GE Healthcare, LLC Giraffe Incubator infant warmer Recall

Check Your Product

According to the U.S. Food and Drug Administration (FDA)

Reason for Recall

As stated by FDA

Giraffe Incubator, Giraffe OmniBed, Giraffe Incubator Carestation, and Giraffe OmniBed Carestation Bedside panels and portholes can appear closed without being latched. Potential patient fall.

Recommended Action

Per FDA guidance

The firm disseminated its notices by letter beginning on 10/11/2019. The notices identified the following safety issues: - The bedside panels of Giraffe Incubator, Giraffe OmniBed, Giraffe Incubator Carestation, and Giraffe OmniBed Carestation can be upright and look closed but not be latched. - The portholes also can look closed when not latched. - If a canopy cover is used, it can hold the bedside panel or porthole door closed without being latched.
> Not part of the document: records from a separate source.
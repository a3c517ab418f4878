//! Compact-JWS handling and the brute-force verification strategy.
//!
//! When a token carries no key id, the verifier cannot know which published
//! key produced it, so [`verify_any`] tries every candidate and succeeds if
//! any one of them verifies. Candidate order is whatever the certificate set
//! yields; a match short-circuits, and when nothing matches the error from
//! the last candidate tried is returned.

use crate::algorithm::SignatureAlgorithm;
use crate::error::{Error, Result};
use crate::keys::PublicKey;
use base64::engine::general_purpose::URL_SAFE_NO_PAD;
use base64::Engine;
use serde::Deserialize;
use std::sync::Arc;
use tracing::{debug, trace};

/// Upper bound on token size accepted by the parsing helpers. Anything
/// larger is rejected before any decoding work happens.
pub const MAX_TOKEN_SIZE_BYTES: usize = 8192;

/// Verify `signature` over `message` against a set of candidate keys.
///
/// Returns `Ok(())` as soon as one candidate verifies. With an empty
/// candidate set the result is [`Error::NoCandidateKeys`]; otherwise, when
/// every candidate fails, the error from the last one tried is returned.
///
/// # Errors
///
/// [`Error::NoCandidateKeys`], [`Error::SignatureMismatch`], or
/// [`Error::InvalidKeyType`] when the last candidate could not serve the
/// algorithm at all.
pub fn verify_any(
    message: &[u8],
    signature: &[u8],
    candidates: &[Arc<PublicKey>],
    algorithm: SignatureAlgorithm,
) -> Result<()> {
    if candidates.is_empty() {
        return Err(Error::NoCandidateKeys);
    }

    let mut last_err = Error::SignatureMismatch;
    for (index, key) in candidates.iter().enumerate() {
        match key.verify(algorithm, message, signature) {
            Ok(()) => {
                debug!(
                    target: "gcp_jwt.verify",
                    candidates = candidates.len(),
                    matched = index,
                    "signature verified"
                );
                return Ok(());
            }
            Err(err) => {
                trace!(target: "gcp_jwt.verify", candidate = index, "candidate rejected");
                last_err = err;
            }
        }
    }

    Err(last_err)
}

/// The key material a verification call is permitted to use.
///
/// Tagged variants instead of an any-typed "key" parameter: a declared key
/// id resolves to [`VerificationKey::Single`], no declared id to the full
/// [`VerificationKey::Candidates`] set, and [`VerificationKey::None`] is a
/// resolution that produced nothing.
#[derive(Debug, Clone)]
pub enum VerificationKey {
    /// No key material available.
    None,
    /// Exactly one permitted key, e.g. pinned by a declared key id.
    Single(Arc<PublicKey>),
    /// An unordered candidate set to brute-force.
    Candidates(Vec<Arc<PublicKey>>),
}

impl VerificationKey {
    /// Verify `signature` over `message` with this key material.
    ///
    /// # Errors
    ///
    /// [`Error::NoCandidateKeys`] for [`VerificationKey::None`] or an empty
    /// candidate list; otherwise whatever the key primitive or
    /// [`verify_any`] report.
    pub fn verify(
        &self,
        message: &[u8],
        signature: &[u8],
        algorithm: SignatureAlgorithm,
    ) -> Result<()> {
        match self {
            Self::None => Err(Error::NoCandidateKeys),
            Self::Single(key) => key.verify(algorithm, message, signature),
            Self::Candidates(keys) => verify_any(message, signature, keys, algorithm),
        }
    }
}

impl From<Vec<Arc<PublicKey>>> for VerificationKey {
    /// A one-element list collapses to [`VerificationKey::Single`].
    fn from(mut keys: Vec<Arc<PublicKey>>) -> Self {
        match keys.len() {
            0 => Self::None,
            1 => match keys.pop() {
                Some(key) => Self::Single(key),
                None => Self::None,
            },
            _ => Self::Candidates(keys),
        }
    }
}

/// A compact JWS split into the two pieces verification needs.
#[derive(Debug, Clone, Copy)]
pub struct TokenParts<'a> {
    /// `header.payload`, the exact bytes the signature covers.
    pub signing_input: &'a str,
    /// The base64url-encoded signature segment.
    pub signature: &'a str,
}

/// Split a compact JWS into signing input and signature.
///
/// # Errors
///
/// [`Error::TokenTooLarge`] past [`MAX_TOKEN_SIZE_BYTES`], and
/// [`Error::MalformedToken`] unless the token has exactly three dot-separated
/// segments.
pub fn split_compact(token: &str) -> Result<TokenParts<'_>> {
    if token.len() > MAX_TOKEN_SIZE_BYTES {
        return Err(Error::TokenTooLarge);
    }

    let (signing_input, signature) = token.rsplit_once('.').ok_or(Error::MalformedToken)?;

    // The remainder must be exactly `header.payload`.
    match signing_input.split_once('.') {
        Some((_, rest)) if !rest.contains('.') => Ok(TokenParts {
            signing_input,
            signature,
        }),
        _ => Err(Error::MalformedToken),
    }
}

/// The protected-header fields verification cares about.
#[derive(Debug, Clone, Default, Deserialize)]
pub struct ProtectedHeader {
    /// Declared algorithm name, verbatim.
    #[serde(default)]
    pub alg: Option<String>,
    /// Declared key id. An empty string in the token is normalized to
    /// `None`, since both mean "try every key". A `kid` of any non-string
    /// JSON type fails decoding with [`Error::MalformedToken`] instead of
    /// degrading to the brute-force path: a header that mistypes its own
    /// fields is not trusted to pick keys.
    #[serde(default)]
    pub kid: Option<String>,
}

/// Decode the protected header of a compact JWS.
///
/// # Errors
///
/// [`Error::TokenTooLarge`] or [`Error::MalformedToken`].
pub fn decode_protected_header(token: &str) -> Result<ProtectedHeader> {
    if token.len() > MAX_TOKEN_SIZE_BYTES {
        return Err(Error::TokenTooLarge);
    }

    let header_segment = token.split('.').next().ok_or(Error::MalformedToken)?;
    let raw = URL_SAFE_NO_PAD
        .decode(header_segment)
        .map_err(|_| Error::MalformedToken)?;
    let mut header: ProtectedHeader =
        serde_json::from_slice(&raw).map_err(|_| Error::MalformedToken)?;

    if header.kid.as_deref() == Some("") {
        header.kid = None;
    }

    Ok(header)
}
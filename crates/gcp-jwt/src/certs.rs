//! Certificate retrieval from the per-account public-key endpoint.
//!
//! One invocation performs exactly one HTTP GET. Retry policy belongs to the
//! caller ([`crate::resolver::KeyResolver`]), which never loops.
//!
//! The response body is a JSON object of key id → PEM-encoded certificate.
//! A parse failure for any single entry fails the entire fetch: a malformed
//! response must not silently narrow the verification candidate set.
//!
//! Cache lifetime comes from the response's HTTP caching headers, treating
//! this process as a private cache. When the headers yield nothing usable
//! and the caller configured a fallback duration, `now + fallback` is used;
//! otherwise the result is non-cacheable and must not be stored.

use crate::error::{Error, Result};
use crate::keys::PublicKey;
use crate::keystore::CertificateSet;
use chrono::{DateTime, Utc};
use reqwest::header::{HeaderMap, AGE, CACHE_CONTROL, EXPIRES};
use std::collections::HashMap;
use std::sync::Arc;
use std::time::Duration;
use tracing::{debug, instrument, warn};

/// Google's x509 public-certificate endpoint, parameterized by appending the
/// service-account email or unique id.
pub const GOOGLE_CERTS_URL: &str = "https://www.googleapis.com/robot/v1/metadata/x509/";

/// Cap on header-derived cache lifetimes (24 hours). Google rotates
/// service-account keys well within this window.
const MAX_CACHE_LIFETIME_SECS: u64 = 86_400;

/// A fetched certificate set plus the instant it may be cached until.
#[derive(Debug, Clone)]
pub struct CertificateBundle {
    /// Parsed keys by key id.
    pub certs: Arc<CertificateSet>,
    /// `None` means the result is non-cacheable.
    pub expires_at: Option<DateTime<Utc>>,
}

/// Fetch and parse the certificate set for `account`.
///
/// `base_url` is [`GOOGLE_CERTS_URL`] in production and a mock server in
/// tests. The caller-supplied `client` carries the timeout/deadline policy;
/// a timed-out or canceled request surfaces as [`Error::CertificateFetch`].
///
/// # Errors
///
/// [`Error::CertificateFetch`] on transport errors, non-success statuses,
/// malformed JSON, or any unparseable certificate in the batch.
#[instrument(skip_all, fields(account = %account))]
pub async fn fetch_certificates(
    client: &reqwest::Client,
    base_url: &str,
    account: &str,
    fallback_ttl: Option<Duration>,
) -> Result<CertificateBundle> {
    let url = format!("{base_url}{account}");

    let response = client.get(&url).send().await.map_err(|e| {
        warn!(target: "gcp_jwt.certs", error = %e, "certificate request failed");
        Error::CertificateFetch(e.to_string())
    })?;

    let status = response.status();
    if !status.is_success() {
        warn!(
            target: "gcp_jwt.certs",
            status = %status,
            "certificate endpoint returned an error status"
        );
        return Err(Error::CertificateFetch(format!(
            "certificate endpoint returned {status}"
        )));
    }

    let now = Utc::now();
    let header_expiry = cache_expiry(response.headers(), now);

    let raw: HashMap<String, String> = response.json().await.map_err(|e| {
        warn!(target: "gcp_jwt.certs", error = %e, "certificate response body was not a JSON key map");
        Error::CertificateFetch(e.to_string())
    })?;

    let mut certs = CertificateSet::with_capacity(raw.len());
    for (kid, pem) in raw {
        let key = PublicKey::from_pem(&pem).map_err(|e| {
            Error::CertificateFetch(format!("certificate `{kid}` could not be parsed: {e}"))
        })?;
        certs.insert(kid, Arc::new(key));
    }

    let expires_at = header_expiry.or_else(|| {
        let ttl = fallback_ttl?;
        let ttl = chrono::Duration::from_std(ttl).ok()?;
        Some(now + ttl)
    });

    debug!(
        target: "gcp_jwt.certs",
        keys = certs.len(),
        cacheable = expires_at.is_some(),
        "fetched certificate set"
    );

    Ok(CertificateBundle {
        certs: Arc::new(certs),
        expires_at,
    })
}

/// Derive a private-cache expiration instant from response headers.
///
/// Follows the RFC 7234 subset the certificate endpoints actually emit:
/// `no-store`/`no-cache` forbid caching; `max-age` (adjusted by `Age`) takes
/// precedence over `Expires`; `s-maxage` is ignored because this is a
/// private cache. Returns `None` when nothing usable (or nothing future)
/// remains.
fn cache_expiry(headers: &HeaderMap, now: DateTime<Utc>) -> Option<DateTime<Utc>> {
    if let Some(value) = headers.get(CACHE_CONTROL).and_then(|v| v.to_str().ok()) {
        let directives: Vec<String> = value
            .split(',')
            .map(|d| d.trim().to_ascii_lowercase())
            .collect();

        if directives
            .iter()
            .any(|d| d == "no-store" || d == "no-cache")
        {
            return None;
        }

        if let Some(max_age) = directives
            .iter()
            .find_map(|d| d.strip_prefix("max-age="))
            .and_then(|v| v.parse::<u64>().ok())
        {
            let age = headers
                .get(AGE)
                .and_then(|v| v.to_str().ok())
                .and_then(|v| v.parse::<u64>().ok())
                .unwrap_or(0);
            let remaining = max_age
                .saturating_sub(age)
                .min(MAX_CACHE_LIFETIME_SECS);
            if remaining == 0 {
                return None;
            }
            let remaining = i64::try_from(remaining).unwrap_or(i64::MAX);
            return Some(now + chrono::Duration::seconds(remaining));
        }
    }

    let expires = headers
        .get(EXPIRES)
        .and_then(|v| v.to_str().ok())
        .and_then(|v| DateTime::parse_from_rfc2822(v).ok())
        .map(|t| t.with_timezone(&Utc))?;

    (expires > now).then_some(expires)
}
//! Transitive derivation edges between artifacts and their sources

use ao_storage::ProvenanceRecord;
use petgraph::graph::{DiGraph, NodeIndex};
use petgraph::visit::{Bfs, Reversed};
use std::collections::HashMap;

/// Directed graph with an edge from every artifact to each of its sources
#[derive(Debug, Default)]
pub struct Lineage {
    graph: DiGraph<String, ()>,
    node_indices: HashMap<String, NodeIndex>,
}

impl Lineage {
    pub fn from_records(records: &[ProvenanceRecord]) -> Self {
        let mut lineage = Self::default();
        for record in records {
            let artifact = lineage.node(&record.artifact_path);
            let source = lineage.node(&record.source_path);
            // Duplicate ledger lines collapse to one edge
            lineage.graph.update_edge(artifact, source, ());
        }
        lineage
    }

    fn node(&mut self, path: &str) -> NodeIndex {
        if let Some(&idx) = self.node_indices.get(path) {
            return idx;
        }
        let idx = self.graph.add_node(path.to_string());
        self.node_indices.insert(path.to_string(), idx);
        idx
    }

    /// Every path `artifact` was derived from, nearest first
    pub fn ancestors(&self, artifact: &str) -> Vec<String> {
        let Some(&start) = self.node_indices.get(artifact) else {
            return Vec::new();
        };
        let mut bfs = Bfs::new(&self.graph, start);
        let mut found = Vec::new();
        while let Some(idx) = bfs.next(&self.graph) {
            if idx != start {
                found.push(self.graph[idx].clone());
            }
        }
        found
    }

    /// Ancestors that have no provenance of their own (original inputs)
    pub fn roots(&self, artifact: &str) -> Vec<String> {
        self.ancestors(artifact)
            .into_iter()
            .filter(|path| {
                self.node_indices
                    .get(path)
                    .is_some_and(|&idx| self.graph.neighbors(idx).next().is_none())
            })
            .collect()
    }

    /// Every artifact derived, directly or not, from `source`
    pub fn descendants(&self, source: &str) -> Vec<String> {
        let Some(&start) = self.node_indices.get(source) else {
            return Vec::new();
        };
        let reversed = Reversed(&self.graph);
        let mut bfs = Bfs::new(reversed, start);
        let mut found = Vec::new();
        while let Some(idx) = bfs.next(reversed) {
            if idx != start {
                found.push(self.graph[idx].clone());
            }
        }
        found
    }

    pub fn node_count(&self) -> usize {
        self.graph.node_count()
    }
}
The product may continue to be used following specific safety instructions outlined in the notice. On/about 11/8/2019, the firm issued an "Amended - Urgent Medical Device Recall" letter that supplemented the previous notification to provide additional safety instructions and materials (poster regarding risk of patient fall, user manual addendum, and labeling, including safety labels). Update 6/3/2021: In the event a new consignee was identified, GE Healthcare has sent the original letter.